The nexus of Aβ, aging, and sleep

Abstract

Roh et al. report a positive feedback loop between sleep-wake irregularities and aggregation of β-amyloid peptide, suggesting that sleep alterations could be an early event in Alzheimer's disease.

Fig. 1. Aβ and the sleep-wake cycle.

(A) Sleep amount and quality decline with age. This effect is even more pronounced in AD patients. Aβ aggregation increases during AD and is associated with a decline in sleep. (B) In the absence of Aβ aggregation, ISF Aβ in mice and CSF Aβ in humans show diurnal oscillations associated with sleep (S) and awake (W) states (2). Following Aβ aggregation, the diurnal oscillation of Aβ is lost in mice and the animals spend more time awake (↑W).

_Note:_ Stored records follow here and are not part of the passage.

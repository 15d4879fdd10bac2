//! # Domain Models
//!
//! The six document kinds shared by both partners of a pair. Field names are
//! serialized in camelCase because the documents are read directly by the
//! mobile client's change feed.
//!
//! Timestamps are stored as epoch milliseconds so that range filters compare
//! numerically on every store backend.

use chrono::{DateTime, Utc};
use serde::{Deserialize, Serialize};
use uuid::Uuid;

use crate::store::{Collection, Document};

/// Authenticated identity of a user. Also the primary key of their `User`.
pub type UserId = String;

/// Generates a fresh document id for everything except users.
pub fn new_id() -> String {
    Uuid::new_v4().simple().to_string()
}

// ─── User ───────────────────────────────────────────────────────────────────

#[derive(Debug, Clone, PartialEq, Serialize, Deserialize)]
#[serde(rename_all = "camelCase")]
pub struct User {
    pub id: UserId,
    /// May go negative: penalties are not capped by the current balance.
    pub total_points: i64,
    /// Symmetric: `a.partner_id == Some(b.id)` iff `b.partner_id == Some(a.id)`.
    #[serde(default)]
    pub partner_id: Option<UserId>,
    /// Indexed lookup key for pairing. `None` only on users created before
    /// the field existed.
    #[serde(default)]
    pub invite_code: Option<String>,
    #[serde(default)]
    pub nick_name: String,
    #[serde(default)]
    pub avatar_url: String,
    #[serde(with = "chrono::serde::ts_milliseconds")]
    pub create_time: DateTime<Utc>,
}

impl User {
    pub fn is_paired_with(&self, other: &str) -> bool {
        self.partner_id.as_deref() == Some(other)
    }
}

impl Document for User {
    const COLLECTION: Collection = Collection::Users;
    fn id(&self) -> &str {
        &self.id
    }
}

// ─── Task ───────────────────────────────────────────────────────────────────

#[derive(Debug, Clone, Copy, PartialEq, Eq, Serialize, Deserialize)]
#[serde(rename_all = "lowercase")]
pub enum TaskType {
    Reward,
    Penalty,
}

#[derive(Debug, Clone, Copy, PartialEq, Eq, Serialize, Deserialize)]
#[serde(rename_all = "snake_case")]
pub enum TaskStatus {
    Pending,
    WaitingConfirmation,
    Done,
    Revoked,
}

#[derive(Debug, Clone, PartialEq, Serialize, Deserialize)]
#[serde(rename_all = "camelCase")]
pub struct Task {
    pub id: String,
    pub title: String,
    /// Always positive. The direction of the ledger effect comes from `kind`.
    pub points: i64,
    #[serde(rename = "type")]
    pub kind: TaskType,
    pub status: TaskStatus,
    pub creator_id: UserId,
    pub target_id: UserId,
    #[serde(default)]
    pub executor_id: Option<UserId>,
    /// True while the task's point effect is on the target's ledger.
    #[serde(default)]
    pub settled: bool,
    #[serde(with = "chrono::serde::ts_milliseconds")]
    pub create_time: DateTime<Utc>,
    #[serde(default, with = "chrono::serde::ts_milliseconds_option")]
    pub submit_time: Option<DateTime<Utc>>,
    #[serde(default, with = "chrono::serde::ts_milliseconds_option")]
    pub confirm_time: Option<DateTime<Utc>>,
    #[serde(default, with = "chrono::serde::ts_milliseconds_option")]
    pub complete_time: Option<DateTime<Utc>>,
    #[serde(default, with = "chrono::serde::ts_milliseconds_option")]
    pub revoke_time: Option<DateTime<Utc>>,
}

impl Task {
    /// Signed ledger amount applied to the target when the task settles.
    pub fn settlement_amount(&self) -> i64 {
        match self.kind {
            TaskType::Reward => self.points,
            TaskType::Penalty => -self.points,
        }
    }

    /// Whoever the settlement is credited or charged to.
    pub fn beneficiary(&self) -> &str {
        if self.target_id.is_empty() {
            self.executor_id.as_deref().unwrap_or(&self.creator_id)
        } else {
            &self.target_id
        }
    }
}

impl Document for Task {
    const COLLECTION: Collection = Collection::Tasks;
    fn id(&self) -> &str {
        &self.id
    }
}

// ─── Record ─────────────────────────────────────────────────────────────────

#[derive(Debug, Clone, Copy, PartialEq, Eq, Serialize, Deserialize)]
#[serde(rename_all = "snake_case")]
pub enum RecordType {
    Penalty,
    TaskDone,
    Outcome,
    Revoke,
    GiftUse,
}

/// Append-only ledger entry.
#[derive(Debug, Clone, PartialEq, Serialize, Deserialize)]
#[serde(rename_all = "camelCase")]
pub struct Record {
    pub id: String,
    pub user_id: UserId,
    pub amount: i64,
    pub reason: String,
    #[serde(rename = "type")]
    pub kind: RecordType,
    #[serde(default)]
    pub task_id: Option<String>,
    #[serde(default)]
    pub gift_id: Option<String>,
    #[serde(default)]
    pub item_id: Option<String>,
    #[serde(with = "chrono::serde::ts_milliseconds")]
    pub create_time: DateTime<Utc>,
}

impl Document for Record {
    const COLLECTION: Collection = Collection::Records;
    fn id(&self) -> &str {
        &self.id
    }
}

// ─── Gift ───────────────────────────────────────────────────────────────────

/// Catalog entry. Owned inventory lives in [`Item`].
#[derive(Debug, Clone, PartialEq, Serialize, Deserialize)]
#[serde(rename_all = "camelCase")]
pub struct Gift {
    pub id: String,
    pub name: String,
    pub points: i64,
    #[serde(default)]
    pub cover_img: Option<String>,
    #[serde(default)]
    pub desc: Option<String>,
    pub creator_id: UserId,
    /// Snapshot of the creator's partner when the gift was created. Always
    /// serialized (as `null` when unpaired) so a missing key marks a legacy
    /// document that still needs backfilling.
    #[serde(default)]
    pub partner_id: Option<UserId>,
    #[serde(with = "chrono::serde::ts_milliseconds")]
    pub create_time: DateTime<Utc>,
    #[serde(with = "chrono::serde::ts_milliseconds")]
    pub update_time: DateTime<Utc>,
}

impl Gift {
    /// Creator, or the partner recorded at creation time.
    pub fn is_managed_by(&self, user_id: &str) -> bool {
        self.creator_id == user_id || self.partner_id.as_deref() == Some(user_id)
    }
}

impl Document for Gift {
    const COLLECTION: Collection = Collection::Gifts;
    fn id(&self) -> &str {
        &self.id
    }
}

// ─── Item ───────────────────────────────────────────────────────────────────

#[derive(Debug, Clone, Copy, PartialEq, Eq, Serialize, Deserialize)]
#[serde(rename_all = "lowercase")]
pub enum ItemStatus {
    Unused,
    Used,
}

/// One purchased instance of a gift, decoupled from the catalog entry.
#[derive(Debug, Clone, PartialEq, Serialize, Deserialize)]
#[serde(rename_all = "camelCase")]
pub struct Item {
    pub id: String,
    pub user_id: UserId,
    pub name: String,
    #[serde(default)]
    pub image: String,
    #[serde(rename = "type", default = "Item::default_kind")]
    pub kind: String,
    pub status: ItemStatus,
    /// Price paid.
    #[serde(default)]
    pub points: i64,
    #[serde(default)]
    pub gift_id: Option<String>,
    /// `None` on items purchased before the link existed.
    #[serde(default)]
    pub purchase_record_id: Option<String>,
    #[serde(with = "chrono::serde::ts_milliseconds")]
    pub create_time: DateTime<Utc>,
    #[serde(default, with = "chrono::serde::ts_milliseconds_option")]
    pub use_time: Option<DateTime<Utc>>,
}

impl Item {
    fn default_kind() -> String {
        "unknown".to_string()
    }
}

impl Document for Item {
    const COLLECTION: Collection = Collection::Items;
    fn id(&self) -> &str {
        &self.id
    }
}

// ─── Notice ─────────────────────────────────────────────────────────────────

#[derive(Debug, Clone, Copy, PartialEq, Eq, Hash, Serialize, Deserialize)]
#[serde(rename_all = "SCREAMING_SNAKE_CASE")]
pub enum NoticeType {
    NewTask,
    TaskSubmitted,
    TaskDone,
    TaskRevoked,
    NewGift,
    GiftUsed,
    BindSuccess,
}

/// In-app notification. A projection only; nothing reads it back to make
/// decisions.
#[derive(Debug, Clone, PartialEq, Serialize, Deserialize)]
#[serde(rename_all = "camelCase")]
pub struct Notice {
    pub id: String,
    #[serde(rename = "type")]
    pub kind: NoticeType,
    pub title: String,
    pub message: String,
    /// Signed; zero when the event moved no points.
    pub points: i64,
    pub sender_id: UserId,
    pub receiver_id: UserId,
    pub read: bool,
    #[serde(with = "chrono::serde::ts_milliseconds")]
    pub create_time: DateTime<Utc>,
}

impl Document for Notice {
    const COLLECTION: Collection = Collection::Notices;
    fn id(&self) -> &str {
        &self.id
    }
}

Whether the loss of diurnal CSF Aβ associated with Aβ aggregation contributes to increased wakefulness in humans with early AD remains to be determined. (C) ApoE derived from astrocytes and other glial cells is believed to facilitate Aβ clearance in the extracellular space of the brain (1). In the absence of Aβ aggregation, there is coupling of lactate with diurnal oscillations in ISF Aβ, and a normal sleep-wake rhythm. The astrocyte-neuron-lactate shuttle hypothesis (9) posits metabolic coupling of the sleep-wake cycle to astrocyte function (4). (D) In this model, lactate metabolic coupling with diurnal oscillation of Aβ would be lost after Aβ aggregation, and wakefulness would increase. One way that coupling could be lost is that astrocytes responsible for clearing Aβ and also glutamate become mobilized by Aβ plaques (6), moving toward the plaques and away from neurons. This could initiate a positive feedback loop in which astrocytes would no longer metabolize Aβ or glutamate from nearby neurons, leading to further aggregation of Aβ and increased excitotoxicity and neuronal injury due to glutamate accumulation.